Randomized controlled trials (RCTs) are the gold standard for investigating causality. However, RCTs demand substantial financial and human resources, making it particularly challenging to ascertain the causal relationship between frailty and MI through such studies. In situations where conducting randomized controlled studies is not feasible, Mendelian randomization (MR) serves as an alternative technique. It utilizes genetic variation as an instrumental variable (IV) to evaluate the consistency of observational associations between risk factors and outcomes with causal effects, making it a valuable approach that provide a high level of evidence (12). Recently, the MR approaches have been successfully applied to reveal the causal role of frailty in various health outcomes (13–15). At present, there is limited research exploring the association between frailty and MI, and the existence of a causal relationship between the two remains uncertain. Therefore, this study aimed to conduct a two-sample MR analysis using published data on frailty and MI derived from genomewide association studies (GWAS). Initially, we identified single nucleotide polymorphisms (SNPs) associated with the FI, the most commonly utilized tool for frailty assessment, based on extensive GWAS. This was done to explore the causal relationship between genetic susceptibility to frailty and MI, including conditions such as anxiety, depression, affective disorders, mania, schizophrenia, and OCD. Subsequently, we carried out reverse MR analyses to assess the potential impact of MI on frailty.

2 Methods

2.1 Study design

An overview of the MR framework was illustrated in Figure 1. This study employed a two-sample MR design that extracted summarized genetic association data for the exposure and outcome variables from two independent non-overlapping populations. The study specifically focused on individuals of European ancestry to minimize bias resulting from population stratification. To ensure the validity of causal inferences drawn from MR analysis, the IVs must satisfy three core assumptions: (i) the relevance assumption, meaning the SNPs are strongly associated with the exposure; (ii) the independence assumption, indicating the SNPs should not be associated with confounding factors; (iii) the exclusion-restriction assumption, suggesting that SNPs affect the outcome solely through the exposure.

Figure 1

Figure 1 Overview of the bidirectional MR study design.

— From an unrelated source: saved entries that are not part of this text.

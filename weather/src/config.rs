// Авторские права (c) 2025 urdekcah. Все права защищены.
//
// Этот исходный код распространяется под лицензией AGPL-3.0,
// текст которой находится в файле LICENSE в корневом каталоге данного проекта.
use crate::constants::{DEFAULT_BASE_URL, DEFAULT_UNITS};
use error::Error;

#[derive(Debug, Clone)]
pub struct WeatherConfig {
  pub(crate) api_key: String,
  pub(crate) base_url: String,
  pub(crate) units: String,
}

impl WeatherConfig {
  pub fn new(api_key: impl Into<String>) -> Result<Self, Error> {
    let api_key = api_key.into();
    if api_key.trim().is_empty() {
      return Err(Error::InvalidApiKey);
    }

    Ok(Self {
      api_key,
      base_url: DEFAULT_BASE_URL.into(),
      units: DEFAULT_UNITS.into(),
    })
  }

  pub fn with_base_url(mut self, base_url: impl Into<String>) -> Self {
    self.base_url = base_url.into();
    self
  }

  pub fn with_units(mut self, units: impl Into<String>) -> Self {
    self.units = units.into();
    self
  }
}

#[cfg(test)]
mod tests {
  use super::WeatherConfig;

  #[test]
  fn rejects_blank_api_key() {
    assert!(WeatherConfig::new("").is_err());
    assert!(WeatherConfig::new("   ").is_err());
    assert!(WeatherConfig::new("6aa1b1b9").is_ok());
  }
}
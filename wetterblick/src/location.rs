// Авторские права (c) 2025 urdekcah. Все права защищены.
//
// Этот исходный код распространяется под лицензией AGPL-3.0,
// текст которой находится в файле LICENSE в корневом каталоге данного проекта.
use async_trait::async_trait;
use error::Error;
use weather::Coordinates;

/// Host geolocation capability. Awaited exactly once per fetch cycle; an
/// error here means the position could not be obtained (denied, unavailable).
#[async_trait]
pub trait LocationProvider: Send + Sync {
  async fn current_position(&self) -> Result<Coordinates, Error>;
}

/// Coordinates pinned in configuration. The dashboard host stands in for a
/// device geolocation service.
#[derive(Debug, Clone, Copy)]
pub struct ConfiguredLocation {
  coords: Coordinates,
}

impl ConfiguredLocation {
  pub fn new(latitude: f64, longitude: f64) -> Self {
    Self {
      coords: Coordinates { latitude, longitude },
    }
  }
}

#[async_trait]
impl LocationProvider for ConfiguredLocation {
  async fn current_position(&self) -> Result<Coordinates, Error> {
    Ok(self.coords)
  }
}
// Авторские права (c) 2025 urdekcah. Все права защищены.
//
// Этот исходный код распространяется под лицензией AGPL-3.0,
// текст которой находится в файле LICENSE в корневом каталоге данного проекта.
use anyhow::{bail, Result};
use std::env;
use std::fs;
use std::path::Path;
use std::sync::Once;

static INIT: Once = Once::new();
static DEFAULT_FILENAME: &str = ".env";

fn parse_line(line: &str) -> Result<(String, String)> {
  let Some((key, value)) = line.split_once('=') else {
    bail!("Invalid format: missing '='");
  };

  let key = key.trim();
  if key.is_empty() {
    bail!("Empty key");
  }

  let value = value.trim().trim_matches('"').trim_matches('\'');
  Ok((key.to_string(), value.to_string()))
}

fn load_from_file(path: &Path) -> Result<()> {
  let content = fs::read_to_string(path)?;

  for (line_num, line) in content.lines().enumerate() {
    let trimmed = line.trim();
    if trimmed.is_empty() || trimmed.starts_with('#') {
      continue;
    }

    match parse_line(trimmed) {
      Ok((key, value)) => env::set_var(key, value),
      Err(err) => bail!("Error on line {}: {}", line_num + 1, err),
    }
  }

  Ok(())
}

/// Loads `.env` into the process environment once. A missing file is not an
/// error; secrets may already be in the environment.
pub fn load() -> Result<()> {
  let mut result = Ok(());
  INIT.call_once(|| {
    let path = Path::new(DEFAULT_FILENAME);
    if path.exists() {
      result = load_from_file(path);
    }
  });
  result
}

#[cfg(test)]
mod tests {
  use super::parse_line;

  #[test]
  fn parses_quoted_and_bare_values() {
    assert_eq!(
      parse_line("OPENWEATHER_API_KEY=abc123").unwrap(),
      ("OPENWEATHER_API_KEY".into(), "abc123".into())
    );
    assert_eq!(
      parse_line("KEY=\"quoted value\"").unwrap(),
      ("KEY".into(), "quoted value".into())
    );
  }

  #[test]
  fn rejects_malformed_lines() {
    assert!(parse_line("NO_EQUALS_SIGN").is_err());
    assert!(parse_line("=value-without-key").is_err());
  }
}
// Авторские права (c) 2025 urdekcah. Все права защищены.
//
// Этот исходный код распространяется под лицензией AGPL-3.0,
// текст которой находится в файле LICENSE в корневом каталоге данного проекта.
pub mod config;
pub mod models;
pub mod service;

pub use config::WeatherConfig;
pub use models::weather::{Coordinates, ForecastEntry, ForecastSeries, WeatherSnapshot};
pub use service::{WeatherApi, WeatherClient};

pub mod constants {
  use std::time::Duration;
  pub(crate) const DEFAULT_BASE_URL: &str = "https://api.openweathermap.org/data/2.5";
  pub(crate) const DEFAULT_UNITS: &str = "metric";
  pub(crate) const REQUEST_TIMEOUT: Duration = Duration::from_secs(10);
}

MR analysis is conducted from two perspectives: (i) frailty as the exposure, assessing whether individuals with a higher FI are more likely to develop MI; (ii) frailty as the outcome, evaluating whether patients with MI are more likely to be frailty.

2.2 Data source and genetic instrument selection

Detailed information is shown in Table 1. Summary statistics for frailty, as assessed by the FI phenotype, were acquired from a comprehensive meta-analysis of GWAS conducted within the UK Biobank and Swedish TwinGene cohorts (16). These datasets encompassed a substantial sample size of 175,226 individuals of European ancestry, enabling a robust exploration of the genetic underpinnings of frailty. FI was calculated based on 49 or 44 self-reported items according to UK Biobank and TwinGene’s defect accumulation theory, respectively (16, 17). We selected publicly available summary statistic data sets of a GWAS for anxiety (total N = 395,718; case = 27,554, control = 368,054), depression (total N = 406,986; case = 47,696, control = 359,290), affective disorder (total N = 412,181; case = 52,891, control = 359,290) in FinnGen R10 dataset. Mania data from UK Biobank (total N = 115,338; case = 4,816, control = 110,522). Schizophrenia data from a recent large GWAS study (total N = 320,404; case = 76,755, control = 243,649) (18). In addition, we obtained GWAS data for OCD from the Psychiatric Genomics Consortium (total N = 33,925; case = 26,888, control = 7,037) (19).

Table 1

Table 1 Summary of GWAS included in this study.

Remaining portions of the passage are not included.